* [What is being asked] Search the listing below for the line containing "one content type.". From there through the line containing "chunks, without vectors.", transcribe every line exactly, both ends included.

..............................

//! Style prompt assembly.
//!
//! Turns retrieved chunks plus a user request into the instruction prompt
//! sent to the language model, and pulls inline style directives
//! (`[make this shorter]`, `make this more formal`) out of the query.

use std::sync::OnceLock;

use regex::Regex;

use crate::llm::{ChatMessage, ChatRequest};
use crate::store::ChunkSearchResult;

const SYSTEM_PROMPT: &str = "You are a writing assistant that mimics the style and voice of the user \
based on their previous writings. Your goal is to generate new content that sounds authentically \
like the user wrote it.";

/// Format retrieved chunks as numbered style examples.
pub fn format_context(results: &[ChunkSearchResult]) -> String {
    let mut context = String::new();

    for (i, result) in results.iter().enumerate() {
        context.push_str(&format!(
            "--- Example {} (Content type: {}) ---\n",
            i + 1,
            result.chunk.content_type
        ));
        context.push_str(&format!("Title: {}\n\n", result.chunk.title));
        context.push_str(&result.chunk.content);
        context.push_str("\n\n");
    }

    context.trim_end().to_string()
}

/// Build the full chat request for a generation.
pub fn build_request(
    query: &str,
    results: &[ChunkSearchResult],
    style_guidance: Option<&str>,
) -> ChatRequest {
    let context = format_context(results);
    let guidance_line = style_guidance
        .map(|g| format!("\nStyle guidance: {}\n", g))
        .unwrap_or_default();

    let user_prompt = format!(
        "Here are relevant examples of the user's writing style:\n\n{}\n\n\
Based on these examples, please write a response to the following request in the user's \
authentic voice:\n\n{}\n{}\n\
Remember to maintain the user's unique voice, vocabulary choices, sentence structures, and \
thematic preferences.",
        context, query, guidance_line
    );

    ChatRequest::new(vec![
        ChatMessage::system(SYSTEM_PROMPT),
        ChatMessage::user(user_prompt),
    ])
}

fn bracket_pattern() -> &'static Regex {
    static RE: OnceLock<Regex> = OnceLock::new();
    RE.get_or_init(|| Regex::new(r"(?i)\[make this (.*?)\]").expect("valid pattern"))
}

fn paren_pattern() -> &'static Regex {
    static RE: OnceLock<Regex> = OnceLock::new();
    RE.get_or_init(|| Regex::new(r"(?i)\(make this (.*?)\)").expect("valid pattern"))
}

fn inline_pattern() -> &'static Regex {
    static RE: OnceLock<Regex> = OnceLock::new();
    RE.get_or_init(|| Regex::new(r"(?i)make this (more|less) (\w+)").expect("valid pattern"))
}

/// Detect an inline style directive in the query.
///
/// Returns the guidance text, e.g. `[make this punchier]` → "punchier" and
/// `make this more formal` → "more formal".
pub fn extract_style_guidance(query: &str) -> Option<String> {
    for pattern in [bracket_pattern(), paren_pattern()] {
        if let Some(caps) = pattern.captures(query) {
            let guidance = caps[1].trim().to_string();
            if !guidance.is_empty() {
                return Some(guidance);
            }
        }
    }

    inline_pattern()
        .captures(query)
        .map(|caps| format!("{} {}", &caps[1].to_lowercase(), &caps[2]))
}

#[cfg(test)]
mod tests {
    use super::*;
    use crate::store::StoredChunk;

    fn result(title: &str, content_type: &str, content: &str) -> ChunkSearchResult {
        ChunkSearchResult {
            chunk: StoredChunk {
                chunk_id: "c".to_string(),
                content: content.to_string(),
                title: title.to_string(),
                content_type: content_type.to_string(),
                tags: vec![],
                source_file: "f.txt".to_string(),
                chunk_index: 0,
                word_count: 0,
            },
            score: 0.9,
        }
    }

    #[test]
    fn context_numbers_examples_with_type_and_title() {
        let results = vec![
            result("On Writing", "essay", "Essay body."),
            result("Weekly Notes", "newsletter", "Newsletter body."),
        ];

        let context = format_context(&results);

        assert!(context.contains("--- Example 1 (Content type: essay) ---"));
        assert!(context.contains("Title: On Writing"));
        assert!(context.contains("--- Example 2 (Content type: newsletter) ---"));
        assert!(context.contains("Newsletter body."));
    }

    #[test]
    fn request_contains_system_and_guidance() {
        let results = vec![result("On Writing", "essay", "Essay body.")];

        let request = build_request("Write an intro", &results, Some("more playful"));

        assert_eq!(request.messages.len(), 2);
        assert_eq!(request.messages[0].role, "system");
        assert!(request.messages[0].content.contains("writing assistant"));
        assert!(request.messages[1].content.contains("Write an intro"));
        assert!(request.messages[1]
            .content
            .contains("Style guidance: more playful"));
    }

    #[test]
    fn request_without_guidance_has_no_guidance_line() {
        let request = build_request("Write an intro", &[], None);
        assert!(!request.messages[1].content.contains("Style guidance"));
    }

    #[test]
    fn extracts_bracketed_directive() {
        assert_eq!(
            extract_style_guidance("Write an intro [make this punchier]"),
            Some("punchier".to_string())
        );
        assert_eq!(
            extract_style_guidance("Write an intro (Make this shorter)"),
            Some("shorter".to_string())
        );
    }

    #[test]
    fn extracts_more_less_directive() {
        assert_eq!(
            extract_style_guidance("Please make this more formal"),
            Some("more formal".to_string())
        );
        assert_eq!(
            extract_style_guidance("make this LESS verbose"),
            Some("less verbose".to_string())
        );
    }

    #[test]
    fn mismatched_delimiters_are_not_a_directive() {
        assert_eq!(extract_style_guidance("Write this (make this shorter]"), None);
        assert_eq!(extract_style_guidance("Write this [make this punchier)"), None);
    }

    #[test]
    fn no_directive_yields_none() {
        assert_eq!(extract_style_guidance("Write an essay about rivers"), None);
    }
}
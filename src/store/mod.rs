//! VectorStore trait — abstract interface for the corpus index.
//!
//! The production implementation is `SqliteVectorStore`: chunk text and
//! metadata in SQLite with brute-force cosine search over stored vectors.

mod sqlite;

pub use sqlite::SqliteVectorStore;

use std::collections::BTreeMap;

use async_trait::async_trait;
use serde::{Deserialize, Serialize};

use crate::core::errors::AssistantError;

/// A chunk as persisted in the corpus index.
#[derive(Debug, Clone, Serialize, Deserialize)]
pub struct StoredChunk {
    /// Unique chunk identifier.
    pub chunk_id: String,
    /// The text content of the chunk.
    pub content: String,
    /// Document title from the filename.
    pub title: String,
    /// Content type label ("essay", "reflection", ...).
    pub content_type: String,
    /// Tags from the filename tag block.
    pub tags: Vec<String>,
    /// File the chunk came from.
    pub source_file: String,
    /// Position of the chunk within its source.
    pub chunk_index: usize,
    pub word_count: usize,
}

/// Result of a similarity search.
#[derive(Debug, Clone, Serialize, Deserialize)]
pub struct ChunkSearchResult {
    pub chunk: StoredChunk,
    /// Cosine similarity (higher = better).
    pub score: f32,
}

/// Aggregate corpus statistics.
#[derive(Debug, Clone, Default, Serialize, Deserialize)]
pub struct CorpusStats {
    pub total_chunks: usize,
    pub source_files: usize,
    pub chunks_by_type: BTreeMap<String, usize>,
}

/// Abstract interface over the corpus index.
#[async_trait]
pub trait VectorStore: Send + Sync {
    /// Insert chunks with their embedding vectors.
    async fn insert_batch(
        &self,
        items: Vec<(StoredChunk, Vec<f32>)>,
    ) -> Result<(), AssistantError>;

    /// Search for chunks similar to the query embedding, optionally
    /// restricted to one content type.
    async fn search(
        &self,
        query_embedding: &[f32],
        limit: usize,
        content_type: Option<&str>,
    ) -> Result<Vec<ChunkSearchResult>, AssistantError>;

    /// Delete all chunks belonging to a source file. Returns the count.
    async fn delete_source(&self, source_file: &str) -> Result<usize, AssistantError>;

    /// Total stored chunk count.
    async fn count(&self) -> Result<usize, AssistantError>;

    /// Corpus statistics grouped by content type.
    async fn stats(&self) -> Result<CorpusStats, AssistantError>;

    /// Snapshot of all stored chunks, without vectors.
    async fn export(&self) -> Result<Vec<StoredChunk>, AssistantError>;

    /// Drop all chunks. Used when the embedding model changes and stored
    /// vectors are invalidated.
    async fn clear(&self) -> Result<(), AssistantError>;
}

..............................

* [Answer to this problem]
    /// restricted to one content type.
    async fn search(
        &self,
        query_embedding: &[f32],
        limit: usize,
        content_type: Option<&str>,
    ) -> Result<Vec<ChunkSearchResult>, AssistantError>;

    /// Delete all chunks belonging to a source file. Returns the count.
    async fn delete_source(&self, source_file: &str) -> Result<usize, AssistantError>;

    /// Total stored chunk count.
    async fn count(&self) -> Result<usize, AssistantError>;

    /// Corpus statistics grouped by content type.
    async fn stats(&self) -> Result<CorpusStats, AssistantError>;

    /// Snapshot of all stored chunks, without vectors.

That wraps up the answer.